● Material supplied
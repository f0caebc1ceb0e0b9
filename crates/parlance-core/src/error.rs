//! Error types for Parlance operations.
//!
//! Three families, matching how they are handled:
//! - [`ConfigError`]: rejected at construction, never mid-run.
//! - [`BoundaryError`]: a cell outside a field or an agent the field does not track.
//! - [`InvariantViolation`]: lexicon and registry out of sync. A defect;
//!   the run aborts rather than continuing on corrupted state.
//!
//! Numeric saturation of the retention rule is not an error: it is
//! clamped where it happens (see [`crate::retention`]).

use crate::types::*;
use thiserror::Error;

/// Result type for Parlance operations.
pub type Result<T> = std::result::Result<T, ParlanceError>;

/// Errors that can occur during Parlance operations.
#[derive(Debug, Clone, PartialEq, Error)]
pub enum ParlanceError {
    /// Configuration errors.
    #[error("Config error: {0}")]
    Config(#[from] ConfigError),
    /// Spatial field errors.
    #[error("Boundary error: {0}")]
    Boundary(#[from] BoundaryError),
    /// Broken lexicon/registry invariants.
    #[error("Invariant violation: {0}")]
    Invariant(#[from] InvariantViolation),
    /// The simulation was already stopped.
    #[error("Simulation stopped at tick {0}")]
    Stopped(Tick),
    /// Serialization errors.
    #[error("Serialization error: {0}")]
    Serialization(String),
}

impl From<serde_json::Error> for ParlanceError {
    fn from(e: serde_json::Error) -> Self {
        ParlanceError::Serialization(e.to_string())
    }
}

/// Configuration errors.
#[derive(Debug, Clone, PartialEq, Error)]
pub enum ConfigError {
    /// A count or size that must be at least one.
    #[error("{field} must be positive")]
    NotPositive { field: String },
    /// A real parameter outside its allowed range.
    #[error("{field} out of range: {value} (must be {min}-{max})")]
    OutOfRange {
        field: String,
        min: f64,
        max: f64,
        value: f64,
    },
    /// A real parameter that is NaN or infinite.
    #[error("{field} must be finite, got {value}")]
    NotFinite { field: String, value: f64 },
    /// More literate agents requested than agents exist.
    #[error("literate_count {literate} exceeds population_size {population}")]
    LiterateExceedsPopulation { literate: usize, population: usize },
    /// A grid on which no cell has a neighbour.
    #[error("{width}x{height} grid has no neighbouring cells; agents cannot move")]
    DegenerateGrid { width: u32, height: u32 },
}

impl ConfigError {
    pub fn not_positive(field: impl Into<String>) -> Self {
        ConfigError::NotPositive { field: field.into() }
    }

    pub fn out_of_range(field: impl Into<String>, min: f64, max: f64, value: f64) -> Self {
        ConfigError::OutOfRange {
            field: field.into(),
            min,
            max,
            value,
        }
    }
}

/// Spatial field errors.
#[derive(Debug, Clone, PartialEq, Eq, Error)]
pub enum BoundaryError {
    /// The cell lies outside the field.
    #[error("cell {cell} outside {width}x{height} field")]
    OutOfBounds { cell: Cell, width: u32, height: u32 },
    /// The field has no record of this agent.
    #[error("{0} is not placed on the field")]
    UnknownAgent(AgentId),
    /// The agent was already placed.
    #[error("{0} is already placed on the field")]
    AlreadyPlaced(AgentId),
}

/// A broken lexicon or registry invariant.
#[derive(Debug, Clone, PartialEq, Eq, Error)]
pub enum InvariantViolation {
    /// `meaning2word` and `word2meaning` disagree.
    #[error("{agent}: {word} and {meaning} are not mutual inverses")]
    InverseMismatch {
        agent: AgentId,
        word: Word,
        meaning: Meaning,
    },
    /// The agent privately uses a word the registry does not list it under.
    #[error("{agent} uses {word} for {meaning} but the registry does not list it")]
    RegistryMissing {
        agent: AgentId,
        word: Word,
        meaning: Meaning,
    },
    /// The registry lists the agent under a coupling it does not hold.
    #[error("registry lists {agent} under {word} for {meaning} but the agent does not use it")]
    RegistryStale {
        agent: AgentId,
        word: Word,
        meaning: Meaning,
    },
    /// Deleting a coupling that does not exist.
    #[error("{agent} has no coupling for {word}")]
    MissingCoupling { agent: AgentId, word: Word },
    /// Creating a coupling for a word the agent already uses.
    #[error("{agent} already uses {word}")]
    WordInUse { agent: AgentId, word: Word },
    /// Creating a coupling for a meaning the agent already names.
    #[error("{agent} already has a word for {meaning}")]
    MeaningNamed { agent: AgentId, meaning: Meaning },
    /// A meaning outside the population's meaning space.
    #[error("{meaning} is outside the meaning space")]
    UnknownMeaning { meaning: Meaning },
}

#[cfg(test)]
mod tests {
    use super::*;

    #[test]
    fn config_errors_render_field_names() {
        let err = ParlanceError::from(ConfigError::out_of_range("alpha", 0.0, 1.0, 1.5));
        assert_eq!(
            err.to_string(),
            "Config error: alpha out of range: 1.5 (must be 0-1)"
        );
    }

    #[test]
    fn invariant_errors_convert_into_top_level() {
        let err: ParlanceError = InvariantViolation::MissingCoupling {
            agent: AgentId::new(2),
            word: Word::from("KO"),
        }
        .into();
        assert!(matches!(err, ParlanceError::Invariant(_)));
        assert!(err.to_string().contains("agent-2 has no coupling for KO"));
    }
}
//! Parlance Agents Prelude: convenient imports for common usage.
//!
//! ```rust
//! use parlance_agents::prelude::*;
//! ```

// Re-export agent types
pub use crate::language_agent::{AdaptationOutcome, LanguageAgent};
pub use crate::lexicon::Lexicon;
pub use crate::words::{canonical_word, coin_word, random_syllable, SYLLABLE_COUNT};

// Re-export from core
pub use parlance_core::prelude::*;
//! # Parlance Core
//!
//! Core types and contracts for spatial naming-game simulations.
//!
//! A population of mobile agents wanders a grid. Whenever two agents share
//! a cell they try to exchange a word for a meaning, and each agent adapts
//! its private word↔meaning couplings from the outcome. This crate holds
//! everything the agents and the runtime agree on:
//!
//! - **types**: agent ids, meanings, words, cells, exchange outcomes
//! - **events**: typed lexicon events (Learned, Forgot, Coined, Corrected)
//! - **config**: the validated simulation configuration
//! - **field**: the `SpatialField` contract agents move on
//! - **registry**: the population-wide vocabulary index
//! - **retention**: the tangent-sigmoid rule deciding when a word is dropped
//! - **error**: the error taxonomy
//!
//! ## Quick Start
//!
//! ```rust
//! use parlance_core::prelude::*;
//!
//! let config = SimulationConfig::default();
//! assert!(config.validate().is_ok());
//!
//! let rule = config.retention();
//! assert_eq!(rule.keep_probability(1.0), 1.0);
//! ```

pub mod types;
pub mod events;
pub mod config;
pub mod field;
pub mod registry;
pub mod retention;
pub mod error;
pub mod prelude;
//! # Parlance Runtime
//!
//! Grid, scheduling, and observation for naming-game populations.
//!
//! The runtime owns the shared world: the grid agents wander on, the
//! population-wide vocabulary registry, the success window, and the single
//! seeded random source. It runs the tick loop and exposes read-only
//! snapshots, per-tick records, and aggregate metrics.

pub mod grid_impl;
pub mod tracker;
pub mod rng;
pub mod simulation;
pub mod simulation_builder;
pub mod metrics;
pub mod batch;
pub mod prelude;
//! Lexicon: one agent's private vocabulary.
//!
//! Holds the meanings the agent is aware of, its word↔meaning couplings
//! in both directions, and the outcome history of each word in use.
//!
//! Couplings are only created or deleted through [`Lexicon::couple`] and
//! [`Lexicon::decouple`]. Both update the population registry in the same
//! call, so the private maps and the registry cannot drift apart.

use parlance_core::error::InvariantViolation;
use parlance_core::registry::VocabularyRegistry;
use parlance_core::types::*;
use serde::Serialize;
use std::collections::{BTreeMap, BTreeSet};

/// An agent's private word↔meaning couplings.
#[derive(Debug, Clone, Serialize)]
pub struct Lexicon {
    owner: AgentId,
    meanings: BTreeSet<Meaning>,
    meaning2word: BTreeMap<Meaning, Word>,
    word2meaning: BTreeMap<Word, Meaning>,
    /// Outcomes since the word was created or last kept.
    word_success: BTreeMap<Word, Vec<f64>>,
}

impl Lexicon {
    pub fn new(owner: AgentId) -> Self {
        Self {
            owner,
            meanings: BTreeSet::new(),
            meaning2word: BTreeMap::new(),
            word2meaning: BTreeMap::new(),
            word_success: BTreeMap::new(),
        }
    }

    // --- Meanings ---

    pub fn knows_meaning(&self, meaning: Meaning) -> bool {
        self.meanings.contains(&meaning)
    }

    /// Become aware of a meaning. Returns false if it was already known.
    pub fn learn_meaning(&mut self, meaning: Meaning) -> bool {
        self.meanings.insert(meaning)
    }

    pub fn meanings(&self) -> &BTreeSet<Meaning> {
        &self.meanings
    }

    // --- Couplings ---

    pub fn word_for(&self, meaning: Meaning) -> Option<&Word> {
        self.meaning2word.get(&meaning)
    }

    pub fn meaning_of(&self, word: &Word) -> Option<Meaning> {
        self.word2meaning.get(word).copied()
    }

    pub fn has_word(&self, word: &Word) -> bool {
        self.word2meaning.contains_key(word)
    }

    /// Couplings ordered by meaning.
    pub fn couplings(&self) -> impl Iterator<Item = (Meaning, &Word)> {
        self.meaning2word.iter().map(|(m, w)| (*m, w))
    }

    /// Number of couplings held.
    pub fn len(&self) -> usize {
        self.word2meaning.len()
    }

    pub fn is_empty(&self) -> bool {
        self.word2meaning.is_empty()
    }

    /// Create `word ↔ meaning` and register it.
    ///
    /// The word starts with an empty outcome history. Coupling a meaning
    /// also makes the agent aware of it.
    pub fn couple(
        &mut self,
        word: Word,
        meaning: Meaning,
        registry: &mut VocabularyRegistry,
    ) -> Result<(), InvariantViolation> {
        if self.word2meaning.contains_key(&word) {
            return Err(InvariantViolation::WordInUse {
                agent: self.owner,
                word,
            });
        }
        if self.meaning2word.contains_key(&meaning) {
            return Err(InvariantViolation::MeaningNamed {
                agent: self.owner,
                meaning,
            });
        }
        registry.register(meaning, word.clone(), self.owner)?;
        self.meanings.insert(meaning);
        self.meaning2word.insert(meaning, word.clone());
        self.word2meaning.insert(word.clone(), meaning);
        self.word_success.insert(word, Vec::new());
        Ok(())
    }

    /// Delete the coupling for `word` and unregister it.
    ///
    /// Returns the meaning the word stood for. The meaning itself stays known.
    pub fn decouple(
        &mut self,
        word: &Word,
        registry: &mut VocabularyRegistry,
    ) -> Result<Meaning, InvariantViolation> {
        let meaning = self
            .word2meaning
            .get(word)
            .copied()
            .ok_or_else(|| InvariantViolation::MissingCoupling {
                agent: self.owner,
                word: word.clone(),
            })?;
        if self.meaning2word.get(&meaning) != Some(word) {
            return Err(InvariantViolation::InverseMismatch {
                agent: self.owner,
                word: word.clone(),
                meaning,
            });
        }
        registry.unregister(meaning, word, self.owner)?;
        self.word2meaning.remove(word);
        self.meaning2word.remove(&meaning);
        self.word_success.remove(word);
        Ok(meaning)
    }

    // --- Outcome history ---

    /// Outcomes recorded for `word` since it was created or last kept.
    pub fn history(&self, word: &Word) -> Option<&[f64]> {
        self.word_success.get(word).map(Vec::as_slice)
    }

    /// Append an outcome to `word`'s history, returning the new length.
    pub fn record_outcome(&mut self, word: &Word, success: f64) -> Result<usize, InvariantViolation> {
        let history = self
            .word_success
            .get_mut(word)
            .ok_or_else(|| InvariantViolation::MissingCoupling {
                agent: self.owner,
                word: word.clone(),
            })?;
        history.push(success);
        Ok(history.len())
    }

    /// Restart `word`'s history after it was kept.
    pub fn reset_history(&mut self, word: &Word) {
        if let Some(history) = self.word_success.get_mut(word) {
            history.clear();
        }
    }

    // --- Invariants ---

    /// Check that both maps are exact inverses and that the registry
    /// lists this agent under every coupling it holds.
    pub fn verify(&self, registry: &VocabularyRegistry) -> Result<(), InvariantViolation> {
        if self.meaning2word.len() != self.word2meaning.len() {
            if let Some((meaning, word)) = self
                .meaning2word
                .iter()
                .find(|(m, w)| self.word2meaning.get(*w) != Some(*m))
            {
                return Err(InvariantViolation::InverseMismatch {
                    agent: self.owner,
                    word: word.clone(),
                    meaning: *meaning,
                });
            }
            if let Some((word, meaning)) = self
                .word2meaning
                .iter()
                .find(|(w, m)| self.meaning2word.get(*m) != Some(*w))
            {
                return Err(InvariantViolation::InverseMismatch {
                    agent: self.owner,
                    word: word.clone(),
                    meaning: *meaning,
                });
            }
        }
        for (meaning, word) in &self.meaning2word {
            if self.word2meaning.get(word) != Some(meaning) || !self.word_success.contains_key(word) {
                return Err(InvariantViolation::InverseMismatch {
                    agent: self.owner,
                    word: word.clone(),
                    meaning: *meaning,
                });
            }
            if !registry.contains(*meaning, word, self.owner) {
                return Err(InvariantViolation::RegistryMissing {
                    agent: self.owner,
                    word: word.clone(),
                    meaning: *meaning,
                });
            }
        }
        Ok(())
    }
}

● What is needed
Check the listing above for "insert". Show every line where it turns up.

● Response for this exercise
        self.meanings.insert(meaning)
        self.meanings.insert(meaning);
        self.meaning2word.insert(meaning, word.clone());
        self.word2meaning.insert(word.clone(), meaning);
        self.word_success.insert(word, Vec::new());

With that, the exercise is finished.